The Ehrlichs’ angst about the energy future was rife with forecasts that have been proven false–and embarrassingly so. As mentioned in Part I, the Ehrlichs’ protégé John Holdren has made similar radical pronouncements and wild exaggerations (see here and here) and even joined Stephen Schneider and other climate scientists in the global cooling scare.

Running Out of Oil

Writing in 1974, the Ehrlichs predicted that “we can be reasonably sure . . . that within the next quarter of a century mankind will be looking elsewhere than in oil wells for its main source of energy.” [1] Consequently, “we can also be reasonably sure that the search for alternatives will be a frantic one.” [2] He predicted that proved world oil reserves were no more than 35 years of supply at current demand levels. [3]

“The energy mini-crisis [of the 1970s],” the Ehrlichs confidently concluded, “illuminated once and for all the hopeless incompetence of our political leaders and our institutions when it comes to coping with fundamental change.” [4] More generally, the Ehrlichs predicted that “America’s economic joyride is coming to an end: there will be no more cheap, abundant energy, no more cheap abundant food.” [5] Thus, “continuing to increase our dependence on petroleum consumption is clearly a suicidal course of action.” [6]

A quarter century after Ehrlich’s calculation, the world’s proved oil reserves stand at more than 50 percent above year-end 1973 levels despite substantial and ever-increasing consumption in the interim. The 1970s energy “mini-crisis” (seen by the Ehrlichs as “the leading edge of the age of scarcity” for America [7] ) has not been followed by a far greater reckoning as predicted. [8] In fact, the major crises have periodically been for oil producers from falling prices (such as in 1981/82, 1986, and 1998).

The transformation of energy demand, energy supplies, and public policy since the 1970s has been profound. Market learning, new strategies, new institutions, and technological revolution have hallmarked the last quarter century—contradicting the Ehrlichs’ belief that the 1970s was a taste of things to come. There has been no “frantic search” for energy substitutes since the ill-fated experience with synthetic fuels in the 1980-85 period. [9] The frantic activity has focused instead on retaining and expanding government subsidies and mandatory quotas for alternative power generation technologies (such as solar, wind, and biomass) and motor vehicles fueled by electricity, ethanol, methanol, electricity, and natural gas/propane.

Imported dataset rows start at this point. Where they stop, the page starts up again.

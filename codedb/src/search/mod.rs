//! Ordered parallel search over a chunk database.
//!
//! # Pipeline
//!
//! ```text
//!            +--------------------- Sequencer (one lock) ---------------------+
//!            |  ChunkCursor -> ticket -> free slot -> pending queue -> sink   |
//!            +-----^----------------------------------------------|---------+
//!                  | acquire_next                          report |
//!   worker 0 ------+-- decompress -> search_chunk -> format ------+
//!   worker 1 ------+-- decompress -> search_chunk -> format ------+
//!   ...
//! ```
//!
//! Workers pull chunks in database order, decode and scan them without
//! holding any lock, and hand the formatted output back. The sequencer only
//! writes a chunk's output once every earlier chunk has been written, so the
//! result is byte-for-byte the same as a single-threaded scan.
//!
//! # Components
//!
//! - [`pool`]: the slot arena, pending queue and in-order flush
//! - [`worker`]: the per-thread acquire / scan / report loop
//! - [`matcher`]: pattern compilation and per-chunk line matching
//! - [`engine`]: thread and buffer sizing, one pass per pattern
pub mod engine;
pub mod matcher;
pub mod pool;
pub mod worker;

pub use engine::{find, run_pass, FindOptions};
pub use matcher::{search_chunk, FileFilter, PatternOptions, PatternPair};
pub use pool::{Sequencer, Slot};
pub use worker::{run_worker, ChunkScanner, PatternScanner, ScanOutcome};

#[cfg(test)]
pub(crate) mod testing {
    use parking_lot::Mutex;
    use std::io::{self, Write};
    use std::sync::Arc;

    use crate::database::ChunkSource;
    use crate::errors::{CodeDbError, CodeDbResult};

    /// Serves in-memory chunks in order
    #[derive(Debug)]
    pub struct VecSource<'a> {
        chunks: &'a [Vec<u8>],
        next: usize,
    }

    impl<'a> VecSource<'a> {
        pub fn new(chunks: &'a [Vec<u8>]) -> Self {
            Self { chunks, next: 0 }
        }
    }

    impl<'a> ChunkSource<'a> for VecSource<'a> {
        fn next_chunk(&mut self) -> CodeDbResult<Option<&'a [u8]>> {
            let chunk = self.chunks.get(self.next).map(Vec::as_slice);
            self.next += 1;
            Ok(chunk)
        }
    }

    /// Serves its chunks, then reports a corrupt database instead of ending
    #[derive(Debug)]
    pub struct FailingSource<'a> {
        inner: VecSource<'a>,
    }

    impl<'a> FailingSource<'a> {
        pub fn new(chunks: &'a [Vec<u8>]) -> Self {
            Self {
                inner: VecSource::new(chunks),
            }
        }
    }

    impl<'a> ChunkSource<'a> for FailingSource<'a> {
        fn next_chunk(&mut self) -> CodeDbResult<Option<&'a [u8]>> {
            match self.inner.next_chunk()? {
                Some(chunk) => Ok(Some(chunk)),
                None => Err(CodeDbError::database_error("truncated database")),
            }
        }
    }

    /// A sink whose contents stay visible while the sequencer owns it
    #[derive(Debug, Clone, Default)]
    pub struct SharedSink {
        buf: Arc<Mutex<Vec<u8>>>,
        broken: bool,
    }

    impl SharedSink {
        pub fn broken() -> Self {
            Self {
                broken: true,
                ..Self::default()
            }
        }

        pub fn contents(&self) -> String {
            String::from_utf8_lossy(&self.buf.lock()).into_owned()
        }
    }

    impl Write for SharedSink {
        fn write(&mut self, data: &[u8]) -> io::Result<usize> {
            if self.broken {
                return Err(io::Error::new(io::ErrorKind::BrokenPipe, "sink closed"));
            }
            self.buf.lock().extend_from_slice(data);
            Ok(data.len())
        }

        fn flush(&mut self) -> io::Result<()> {
            Ok(())
        }
    }
}
use anyhow::{Context, Result};
use clap::{Parser, Subcommand};
use codedb::{
    build_database, find, init_workspace, locate_workspace, CodeDbError, FindOptions, Workspace,
};
use colored::Colorize;
use std::io::{self, BufWriter, ErrorKind};
use std::num::NonZeroUsize;
use std::path::PathBuf;
use tracing::debug;
use tracing_subscriber::EnvFilter;

#[derive(Parser)]
#[command(
    author,
    version,
    about = "Index a source tree and search it in parallel",
    long_about = None
)]
struct Cli {
    /// Log level or filter directive (overridden by RUST_LOG)
    #[arg(long, global = true, default_value = "warn")]
    log_level: String,

    /// Use this .codedb directory instead of searching upward for one
    #[arg(long, global = true)]
    db: Option<PathBuf>,

    #[command(subcommand)]
    command: Commands,
}

#[derive(Subcommand)]
enum Commands {
    /// Create a .codedb directory with a default configuration
    Init {
        /// Project root to index
        #[arg(default_value = ".")]
        dir: PathBuf,
    },

    /// Build or rebuild the database from the project tree
    Build,

    /// Search the database, one pass per pattern
    Find {
        /// Search the whole database, not just the current directory
        #[arg(short = 'a', long = "all")]
        all_paths: bool,

        /// Case-insensitive match
        #[arg(short = 'i', long)]
        ignore_case: bool,

        /// Treat patterns as literal strings
        #[arg(short = 'v', long = "literal")]
        literal: bool,

        /// Worker threads (default: find-threads from the configuration)
        #[arg(short = 'j', long)]
        threads: Option<NonZeroUsize>,

        /// Patterns to search for
        #[arg(required = true)]
        patterns: Vec<String>,
    },
}

fn main() {
    let cli = Cli::parse();
    setup_logging(&cli.log_level);

    if let Err(e) = run(cli) {
        if is_broken_pipe(&e) {
            return;
        }
        eprintln!("{} {:#}", "error:".red().bold(), e);
        if is_corruption(&e) {
            eprintln!("{} run `codedb-cli build` to rebuild the database", "hint:".yellow());
        }
        std::process::exit(1);
    }
}

fn setup_logging(level: &str) {
    let filter = EnvFilter::try_from_default_env()
        .or_else(|_| EnvFilter::try_new(level))
        .unwrap_or_else(|_| EnvFilter::new("warn"));

    tracing_subscriber::fmt()
        .with_env_filter(filter)
        .with_writer(io::stderr)
        .with_target(false)
        .init();
}

/// Output closed early, e.g. piped into `head`
fn is_broken_pipe(e: &anyhow::Error) -> bool {
    matches!(
        e.downcast_ref::<CodeDbError>(),
        Some(CodeDbError::Io(io)) if io.kind() == ErrorKind::BrokenPipe
    )
}

fn is_corruption(e: &anyhow::Error) -> bool {
    e.downcast_ref::<CodeDbError>()
        .is_some_and(CodeDbError::is_corruption)
}

fn workspace(db: Option<PathBuf>) -> Result<Workspace> {
    let workspace = match db {
        Some(dir) => Workspace::from_db_dir(&dir)?,
        None => {
            let cwd = std::env::current_dir().context("cannot read current directory")?;
            locate_workspace(&cwd)?
        }
    };
    debug!("Using database in {}", workspace.db_dir.display());
    Ok(workspace)
}

fn run(cli: Cli) -> Result<()> {
    match cli.command {
        Commands::Init { dir } => {
            let workspace = init_workspace(&dir)?;
            println!("Initialized {}", workspace.db_dir.display());
        }
        Commands::Build => {
            let workspace = workspace(cli.db)?;
            let stats = build_database(&workspace)?;
            println!(
                "Indexed {} files into {} chunks ({} bytes, {} compressed)",
                stats.files, stats.chunks, stats.raw_bytes, stats.compressed_bytes
            );
        }
        Commands::Find {
            all_paths,
            ignore_case,
            literal,
            threads,
            patterns,
        } => {
            let workspace = workspace(cli.db)?;
            let options = FindOptions {
                patterns,
                search_root: std::env::current_dir().context("cannot read current directory")?,
                all_paths,
                ignore_case,
                literal,
                threads: threads.map(NonZeroUsize::get),
            };

            let mut out = BufWriter::new(io::stdout());
            let stats = find(&workspace, &options, &mut out)?;
            debug!("Completed {} passes", stats.len());
        }
    }

    Ok(())
}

Running Out of Environment

Paul Ehrlich’s energy pessimism extended to energy-environmental issues. He predicted that Los Angeles’ smog problem would not significantly improve as long as “we have an automobile industry centered on the internal combustion engine and a social system which values large, overpowered cars as status symbols.” [10]

Today, with several times more cars, the internal combustion engine in full use, and sports utility vehicles the rage, Los Angeles has recorded a 75 percent decline in peak ozone levels since the 1950s. [11] Even the Ehrlichs had to admit as part of their 1996 retreat that “Los Angeles, famous worldwide for its smog, is a salient success story—all the more so given its substantial population (and car population) growth in recent decades.” [12]

Conclusion

Ehrlich’s failed predictions go well beyond energy. Taken together, the falsities indicate a false worldview, not some errant here-and-there facts.

But in a recent retrospective on The Population Bomb, the Ehrlichs wrote: “Perhaps the most serious flaw in The Bomb was that it was much too optimistic about the future…. Signs of potential collapse, environmental and political, seem to be growing.” 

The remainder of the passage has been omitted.